图神经网络学习(三)-常见的图神经网络库

1.Pytorch Geometric

 

PyTorch Geometric Library (简称 PyG) 是一个基于 PyTorch 的图神经网络库。它包含了很多 GNN 相关论文中的方法实现和常用数据集,并且提供了简单易用的接口来生成图。

1.1 数据集
图神经网络学习(三)-常见的图神经网络库_第1张图片

1.1.1 使用PyG自带的数据集

# %%
# 数据加载
dataset = Planetoid(root="data/Cora", name="Cora")
print(dataset)
print(dataset[0])
print(dataset.data)

图神经网络学习(三)-常见的图神经网络库_第2张图片

1.1.2 自己diy数据集

#%%
edge_index = torch.tensor([[0, 1, 1, 2],
                           [1, 0, 2, 1]], dtype=torch.long)
x = torch.tensor([[-1], [0], [1]], dtype=torch.float)
data = Data(x=x, edge_index=edge_index)

1.2 模型定义

大部分

图神经网络层的输入(两项):节点数据,边数据

图神经网络层的定义:节点的维度,输出的维度

1.2.1 GCN

# %%
# 构建一个网络模型类
class GCNnet(torch.nn.Module):
    def __init__(self, input_feature, num_classes):
        super(GCNnet, self).__init__()
        self.input_feature = input_feature  # 输入数据中,每个节点的特征数量
        self.num_classes = num_classes
        self.conv1 = GCNConv(input_feature, 32)
        self.conv2 = GCNConv(32, num_classes)
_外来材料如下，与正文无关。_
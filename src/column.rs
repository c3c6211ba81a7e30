//! Conversions between model field types and the engine's structural values.
//!
//! The derive macro routes every structural field through these traits, so a
//! model may use `i32` or `i64` columns (nullable or not) without the engine
//! caring.

use chrono::{DateTime, FixedOffset, Utc};

use crate::error::NestedSetError;
use crate::node::{NodeId, ScopeValue};

/// Integer column holding an id or a boundary.
pub trait IntColumn: Sized {
    fn to_i64(&self) -> i64;
    fn from_i64(value: i64) -> Result<Self, NestedSetError>;
}

impl IntColumn for i64 {
    fn to_i64(&self) -> i64 {
        *self
    }

    fn from_i64(value: i64) -> Result<Self, NestedSetError> {
        Ok(value)
    }
}

impl IntColumn for i32 {
    fn to_i64(&self) -> i64 {
        i64::from(*self)
    }

    fn from_i64(value: i64) -> Result<Self, NestedSetError> {
        i32::try_from(value)
            .map_err(|_| NestedSetError::invariant(format!("{value} does not fit an i32 column")))
    }
}

/// A missing boundary reads as `0`, which the validator reports as oddness.
impl<T: IntColumn> IntColumn for Option<T> {
    fn to_i64(&self) -> i64 {
        self.as_ref().map_or(0, T::to_i64)
    }

    fn from_i64(value: i64) -> Result<Self, NestedSetError> {
        T::from_i64(value).map(Some)
    }
}

/// Nullable parent reference.
pub trait ParentColumn: Sized {
    fn to_parent(&self) -> Option<NodeId>;
    fn from_parent(parent: Option<NodeId>) -> Result<Self, NestedSetError>;
}

impl<T: IntColumn> ParentColumn for Option<T> {
    fn to_parent(&self) -> Option<NodeId> {
        self.as_ref().map(|value| NodeId::new(value.to_i64()))
    }

    fn from_parent(parent: Option<NodeId>) -> Result<Self, NestedSetError> {
        parent.map(|id| T::from_i64(id.get())).transpose()
    }
}

/// One scope column.
pub trait ScopeColumn: Sized {
    fn to_scope_value(&self) -> ScopeValue;
    fn from_scope_value(value: &ScopeValue) -> Result<Self, NestedSetError>;
}

fn scope_type_error(expected: &str, value: &ScopeValue) -> NestedSetError {
    NestedSetError::invariant(format!("scope value {value} is not a valid {expected}"))
}

impl ScopeColumn for i64 {
    fn to_scope_value(&self) -> ScopeValue {
        ScopeValue::Int(*self)
    }

    fn from_scope_value(value: &ScopeValue) -> Result<Self, NestedSetError> {
        match value {
            ScopeValue::Int(value) => Ok(*value),
            other => Err(scope_type_error("integer", other)),
        }
    }
}

impl ScopeColumn for i32 {
    fn to_scope_value(&self) -> ScopeValue {
        ScopeValue::Int(i64::from(*self))
    }

    fn from_scope_value(value: &ScopeValue) -> Result<Self, NestedSetError> {
        match value {
            ScopeValue::Int(value) => i32::from_i64(*value),
            other => Err(scope_type_error("integer", other)),
        }
    }
}

impl ScopeColumn for bool {
    fn to_scope_value(&self) -> ScopeValue {
        ScopeValue::Bool(*self)
    }

    fn from_scope_value(value: &ScopeValue) -> Result<Self, NestedSetError> {
        match value {
            ScopeValue::Bool(value) => Ok(*value),
            other => Err(scope_type_error("boolean", other)),
        }
    }
}

impl ScopeColumn for String {
    fn to_scope_value(&self) -> ScopeValue {
        ScopeValue::Text(self.clone())
    }

    fn from_scope_value(value: &ScopeValue) -> Result<Self, NestedSetError> {
        match value {
            ScopeValue::Text(value) => Ok(value.clone()),
            other => Err(scope_type_error("string", other)),
        }
    }
}

/// Soft-delete timestamp column.
pub trait DeletedAtColumn: Sized {
    fn to_marker(&self) -> Option<DateTime<Utc>>;
    fn from_marker(marker: Option<DateTime<Utc>>) -> Self;
}

impl DeletedAtColumn for Option<DateTime<Utc>> {
    fn to_marker(&self) -> Option<DateTime<Utc>> {
        *self
    }

    fn from_marker(marker: Option<DateTime<Utc>>) -> Self {
        marker
    }
}

impl DeletedAtColumn for Option<DateTime<FixedOffset>> {
    fn to_marker(&self) -> Option<DateTime<Utc>> {
        self.map(|value| value.with_timezone(&Utc))
    }

    fn from_marker(marker: Option<DateTime<Utc>>) -> Self {
        marker.map(|value| value.fixed_offset())
    }
}

#[cfg(test)]
mod tests {
    use super::*;

    #[test]
    fn narrow_columns_reject_overflow() {
        assert_eq!(<i32 as IntColumn>::from_i64(42).ok(), Some(42));
        assert!(<i32 as IntColumn>::from_i64(i64::from(i32::MAX) + 1).is_err());
        assert_eq!(<Option<i32> as IntColumn>::to_i64(&None), 0);
    }

    #[test]
    fn parent_round_trips_null() {
        let parent = <Option<i32> as ParentColumn>::from_parent(None).ok().flatten();
        assert_eq!(parent, None);
        let some = <Option<i64> as ParentColumn>::from_parent(Some(NodeId::new(9)));
        assert_eq!(some.ok().flatten(), Some(9));
    }

    #[test]
    fn scope_values_check_their_type() {
        assert_eq!(String::from_scope_value(&ScopeValue::from("x")).ok(), Some("x".into()));
        assert!(bool::from_scope_value(&ScopeValue::Int(1)).is_err());
        assert_eq!(7_i32.to_scope_value(), ScopeValue::Int(7));
    }
}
    def forward(self, data):
        x, edge_index = data.x, data.edge_index
        x = self.conv1(x, edge_index)
        x = F.relu(x)
        x = self.conv2(x, edge_index)
        return F.softmax(x, dim=1)

1.2.2 GraphSage

# %%
# 构建一个网络模型类
class SAGEnet(torch.nn.Module):
    def __init__(self, input_feature, num_classes):
        super(SAGEnet, self).__init__()
        self.input_feature = input_feature  # 输入数据中,每个节点的特征数量
        self.num_classes = num_classes
        self.conv1 = SAGEConv(input_feature, 32)
        self.conv2 = SAGEConv(32, num_classes)

    def forward(self, data):
        x, edge_index = data.x, data.edge_index
        x = self.conv1(x, edge_index)
        x = F.relu(x)
        x = self.conv2(x, edge_index)
        return F.softmax(x, dim=1)

1.2.3 GAT

# %%
# 构建一个网络模型类
class GATnet(torch.nn.Module):
    def __init__(self, input_feature, num_classes):
        super(GATnet, self).__init__()
        self.input_feature = input_feature  # 输入数据中,每个节点的特征数量
        self.num_classes = num_classes
        self.conv1 = GATConv(input_feature, 32, heads=2)
        self.conv2 = GATConv(2 * 32, num_classes)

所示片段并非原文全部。